Are German Shepherds good with kids?
German Shepherds who have been extensively socialized from an early age can, and often do, live happily with children.
However, they might remain cautious with unfamiliar children from outside the family.
Children visiting the home of a German Shepherd should be taught ground rules for respecting their space.
The Noble German Shepherd Dog
Confident, courageous, and off-the-charts intelligent, the German Shepherd is widely regarded as one of the world’s best guard dogs.
They’re also one of our most beloved pet breeds.
According to the American Kennel Club, they’re America’s second most popular dog.
But does their natural urge to protect make this large, powerful dog a good companion or a potential threat to children?
Are German Shepherds Good With Kids?
The answer to this question is more complicated than a simple yes or no.

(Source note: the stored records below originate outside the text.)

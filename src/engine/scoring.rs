//! Scoring against the reconstructed arrangement.

use std::collections::BTreeSet;

use serde::{Deserialize, Serialize};

use crate::models::QuestionType;

use super::shuffle::{PresentedQuestion, QuestionBody, ShuffleRecord};

const NO_ANSWER: &str = "(no answer)";

/// A player's answer, tagged with the kind of question it answers.
#[derive(Debug, Clone, PartialEq, Eq, Serialize, Deserialize)]
#[serde(tag = "type", rename_all = "snake_case")]
pub enum SubmittedAnswer {
    SingleChoice { label: Option<String> },
    MultiChoice { indices: BTreeSet<usize> },
    Word { text: String },
}

impl SubmittedAnswer {
    pub fn question_type(&self) -> QuestionType {
        match self {
            SubmittedAnswer::SingleChoice { .. } => QuestionType::SingleChoice,
            SubmittedAnswer::MultiChoice { .. } => QuestionType::MultiChoice,
            SubmittedAnswer::Word { .. } => QuestionType::Word,
        }
    }
}

/// One presented question's answer plus the answer key it was rendered with.
#[derive(Debug, Clone, PartialEq, Eq, Serialize, Deserialize)]
pub struct AnswerSlot {
    pub position: usize,
    #[serde(default)]
    pub answer_key: String,
    pub answer: SubmittedAnswer,
}

#[derive(Debug, Clone, Copy, PartialEq, Eq, Serialize, Deserialize)]
#[serde(rename_all = "snake_case")]
pub enum Verdict {
    Correct,
    Incorrect,
    /// The answer could not be judged; counts as zero.
    Indeterminate,
}

#[derive(Debug, Clone, PartialEq, Eq, Serialize, Deserialize)]
pub struct Outcome {
    pub position: usize,
    pub prompt: String,
    pub verdict: Verdict,
    pub your_answer: String,
    pub expected_answer: String,
}

impl Outcome {
    pub fn is_correct(&self) -> bool {
        self.verdict == Verdict::Correct
    }
}

#[derive(Debug, Clone, PartialEq, Eq, Serialize, Deserialize)]
pub struct Evaluation {
    pub score: usize,
    pub total: usize,
    pub outcomes: Vec<Outcome>,
    /// Set when no selection came back and questions were drawn afresh.
    #[serde(default)]
    pub reselected: bool,
}

/// Score every presented question against the slot at its position.
pub fn score(presented: &[PresentedQuestion], slots: &[AnswerSlot]) -> Evaluation {
    let outcomes: Vec<Outcome> = presented
        .iter()
        .map(|question| {
            let answer = slots
                .iter()
                .find(|slot| slot.position == question.position)
                .map(|slot| &slot.answer);
            judge(question, answer)
        })
        .collect();

    Evaluation {
        score: outcomes.iter().filter(|o| o.is_correct()).count(),
        total: outcomes.len(),
        outcomes,
        reselected: false,
    }
}

fn judge(question: &PresentedQuestion, answer: Option<&SubmittedAnswer>) -> Outcome {
    let outcome = |verdict, your_answer: String, expected_answer: String| Outcome {
        position: question.position,
        prompt: question.prompt.clone(),
        verdict,
        your_answer,
        expected_answer,
    };

    match (&question.record, answer) {
        (
            ShuffleRecord::SingleChoice { correct, .. },
            Some(SubmittedAnswer::SingleChoice { label }),
        ) => {
            let verdict = verdict_of(label.as_deref() == Some(correct.as_str()));
            let your_answer = label
                .as_deref()
                .map(|l| describe_label(&question.body, l))
                .unwrap_or_else(|| NO_ANSWER.to_string());
            outcome(verdict, your_answer, describe_label(&question.body, correct))
        }
        (
            ShuffleRecord::MultiChoice { correct, .. },
            Some(SubmittedAnswer::MultiChoice { indices }),
        ) => outcome(
            verdict_of(indices == correct),
            describe_indices(&question.body, indices),
            describe_indices(&question.body, correct),
        ),
        (ShuffleRecord::Word { accepted }, Some(SubmittedAnswer::Word { text })) => {
            let trimmed = text.trim();
            let your_answer = if trimmed.is_empty() {
                NO_ANSWER.to_string()
            } else {
                trimmed.to_string()
            };
            outcome(
                verdict_of(accepted.iter().any(|a| a == trimmed)),
                your_answer,
                accepted.join(" / "),
            )
        }
        (ShuffleRecord::Unsupported, _) => outcome(
            Verdict::Indeterminate,
            answer.map(describe_raw).unwrap_or_else(|| NO_ANSWER.to_string()),
            String::new(),
        ),
        (record, None) => outcome(
            Verdict::Incorrect,
            NO_ANSWER.to_string(),
            expected_for(&question.body, record),
        ),
        (record, Some(answer)) => {
            tracing::warn!(
                position = question.position,
                answered = ?answer.question_type(),
                "answer type does not match the question"
            );
            outcome(
                Verdict::Indeterminate,
                describe_raw(answer),
                expected_for(&question.body, record),
            )
        }
    }
}

fn verdict_of(correct: bool) -> Verdict {
    if correct {
        Verdict::Correct
    } else {
        Verdict::Incorrect
    }
}

fn expected_for(body: &QuestionBody, record: &ShuffleRecord) -> String {
    match record {
        ShuffleRecord::SingleChoice { correct, .. } => describe_label(body, correct),
        ShuffleRecord::MultiChoice { correct, .. } => describe_indices(body, correct),
        ShuffleRecord::Word { accepted } => accepted.join(" / "),
        ShuffleRecord::Unsupported => String::new(),
    }
}

/// `B) Paris` for a label of the presented options.
fn describe_label(body: &QuestionBody, label: &str) -> String {
    let text = match body {
        QuestionBody::SingleChoice { options } => options
            .iter()
            .find(|o| o.label == label)
            .map(|o| o.text.as_str()),
        _ => None,
    };

    match text {
        Some(text) => format!("{}) {}", label, text),
        None => label.to_string(),
    }
}

fn describe_indices(body: &QuestionBody, indices: &BTreeSet<usize>) -> String {
    if indices.is_empty() {
        return NO_ANSWER.to_string();
    }

    let options: &[String] = match body {
        QuestionBody::MultiChoice { options } => options.as_slice(),
        _ => &[],
    };

    indices
        .iter()
        .map(|&i| {
            options
                .get(i)
                .cloned()
                .unwrap_or_else(|| format!("#{}", i.saturating_add(1)))
        })
        .collect::<Vec<_>>()
        .join(", ")
}

fn describe_raw(answer: &SubmittedAnswer) -> String {
    match answer {
        SubmittedAnswer::SingleChoice { label } => {
            label.clone().unwrap_or_else(|| NO_ANSWER.to_string())
        }
        SubmittedAnswer::MultiChoice { indices } => indices
            .iter()
            .map(|i| format!("#{}", i.saturating_add(1)))
            .collect::<Vec<_>>()
            .join(", "),
        SubmittedAnswer::Word { text } => text.trim().to_string(),
    }
}

#[cfg(test)]
mod tests {
    use super::*;
    use crate::models::{LabeledOption, Question};

    fn single() -> PresentedQuestion {
        let question = Question::single_choice(
            "Capital?",
            &[("A", "Lyon"), ("B", "Paris"), ("C", "Nice")],
            "B",
        );
        let record = ShuffleRecord::SingleChoice {
            order: vec!["C".into(), "B".into(), "A".into()],
            correct: "B".into(),
        };
        PresentedQuestion::new(0, 0, &question, record)
    }

    fn multi() -> PresentedQuestion {
        let question = Question::multi_choice("Letters?", &["X", "Y", "Z"], &[0, 2]);
        let record = ShuffleRecord::MultiChoice {
            order: vec![2, 1, 0],
            correct: BTreeSet::from([0, 2]),
        };
        PresentedQuestion::new(1, 1, &question, record)
    }

    fn word() -> PresentedQuestion {
        let question = Question::word("Capital of France?", &["Paris"]);
        let record = ShuffleRecord::Word {
            accepted: vec!["Paris".to_string()],
        };
        PresentedQuestion::new(2, 2, &question, record)
    }

    fn slot(position: usize, answer: SubmittedAnswer) -> AnswerSlot {
        AnswerSlot {
            position,
            answer_key: String::new(),
            answer,
        }
    }

    fn text(text: &str) -> SubmittedAnswer {
        SubmittedAnswer::Word {
            text: text.to_string(),
        }
    }

    #[test]
    fn test_single_choice_uses_presented_labels() {
        let presented = single();
        assert_eq!(
            presented.body,
            QuestionBody::SingleChoice {
                options: vec![
                    LabeledOption::new("A", "Nice"),
                    LabeledOption::new("B", "Paris"),
                    LabeledOption::new("C", "Lyon"),
                ]
            }
        );

        let right = score(
            std::slice::from_ref(&presented),
            &[slot(
                0,
                SubmittedAnswer::SingleChoice {
                    label: Some("B".into()),
                },
            )],
        );
        assert_eq!((right.score, right.total), (1, 1));

        let wrong = score(
            &[presented],
            &[slot(
                0,
                SubmittedAnswer::SingleChoice {
                    label: Some("C".into()),
                },
            )],
        );
        assert_eq!(wrong.score, 0);
        assert_eq!(wrong.outcomes[0].your_answer, "C) Lyon");
        assert_eq!(wrong.outcomes[0].expected_answer, "B) Paris");
    }

    #[test]
    fn test_multi_choice_needs_exact_set() {
        let presented = multi();
        let answer = |indices: &[usize]| {
            vec![slot(
                1,
                SubmittedAnswer::MultiChoice {
                    indices: indices.iter().copied().collect(),
                },
            )]
        };

        let one = std::slice::from_ref(&presented);
        assert_eq!(score(one, &answer(&[2, 0])).score, 1);
        assert_eq!(score(one, &answer(&[0])).score, 0);
        assert_eq!(score(one, &answer(&[0, 1, 2])).score, 0);

        let partial = score(&[presented], &answer(&[0]));
        assert_eq!(partial.outcomes[0].your_answer, "Z");
        assert_eq!(partial.outcomes[0].expected_answer, "Z, X");
    }

    #[test]
    fn test_word_trims_but_keeps_case() {
        let presented = word();
        let presented = std::slice::from_ref(&presented);
        assert_eq!(score(presented, &[slot(2, text(" Paris "))]).score, 1);
        assert_eq!(score(presented, &[slot(2, text("paris"))]).score, 0);
        assert_eq!(score(presented, &[slot(2, text("Paris."))]).score, 0);
    }

    #[test]
    fn test_huge_indices_are_described_not_overflowed() {
        let huge = SubmittedAnswer::MultiChoice {
            indices: BTreeSet::from([1, usize::MAX]),
        };

        let wrong = score(&[multi()], &[slot(1, huge.clone())]);
        assert_eq!(wrong.score, 0);
        assert_eq!(wrong.outcomes[0].your_answer, format!("Y, #{}", usize::MAX));

        let mismatched = score(&[word()], &[slot(2, huge)]);
        assert_eq!(mismatched.outcomes[0].verdict, Verdict::Indeterminate);
        assert_eq!(
            mismatched.outcomes[0].your_answer,
            format!("#2, #{}", usize::MAX)
        );
    }

    #[test]
    fn test_missing_answer_scores_zero() {
        let evaluation = score(&[single(), multi(), word()], &[]);
        assert_eq!((evaluation.score, evaluation.total), (0, 3));
        assert!(evaluation
            .outcomes
            .iter()
            .all(|o| o.verdict == Verdict::Incorrect && o.your_answer == NO_ANSWER));
    }

    #[test]
    fn test_type_mismatch_is_indeterminate_and_scoring_continues() {
        let evaluation = score(
            &[single(), word()],
            &[slot(0, text("B")), slot(2, text("Paris"))],
        );
        assert_eq!(evaluation.outcomes[0].verdict, Verdict::Indeterminate);
        assert_eq!(evaluation.outcomes[1].verdict, Verdict::Correct);
        assert_eq!((evaluation.score, evaluation.total), (1, 2));
    }

    #[test]
    fn test_unsupported_question_is_indeterminate() {
        let question = Question {
            prompt: "Discuss.".to_string(),
            kind: crate::models::QuestionKind::Unsupported {
                declared: "essay".to_string(),
            },
        };
        let presented = PresentedQuestion::new(0, 0, &question, ShuffleRecord::Unsupported);
        let evaluation = score(&[presented], &[slot(0, text("words"))]);
        assert_eq!(evaluation.outcomes[0].verdict, Verdict::Indeterminate);
        assert_eq!((evaluation.score, evaluation.total), (0, 1));
    }

    #[test]
    fn test_slot_serialization() {
        let answer = SubmittedAnswer::SingleChoice {
            label: Some("A".into()),
        };
        let json = serde_json::to_string(&slot(0, answer)).unwrap();
        assert!(json.contains("\"type\":\"single_choice\""));
    }
}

To understand if German Shepherds are good with kids, we need to take a closer look at their history, temperament, and natural instincts.
The Amazing German Shepherd
Originally, the breed was developed by a German cavalry officer in the late 19th century to be the ideal herding dog.

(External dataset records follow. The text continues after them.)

//! Quiz server module.
//!
//! Serves quiz attempts over WebSocket without keeping attempt state.

mod server;
mod state;

pub use server::run;
pub use state::{ServerConfig, ServerState};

Today the German Shepherd’s supreme intelligence and trainability allow them to excel at many jobs, such as therapy work, search and rescue, and catching criminals.
With their smooth, powerful curves and alert demeanor, they’re one of the most iconic and recognizable dogs.
Male German Shepherds stand from 24 to 26 inches tall and weigh between 65 and 90 pounds.
Females are smaller, standing 22 to 24 inches tall and weighing from 50 to 70 pounds.
German Shepherd Temperament
German Shepherds can be both gentle pets and dedicated guardians.
These versatile dogs are extremely loyal, with a devotion that knows no bounds.
They’re willing to put their life on the line for the people they love.
This means they need you to give them plenty of attention.
A neglected German Shepherd is far more likely to behave badly.
Protective by Instinct
There’s no question that German Shepherds possess a protective instinct which makes them watchful and alert.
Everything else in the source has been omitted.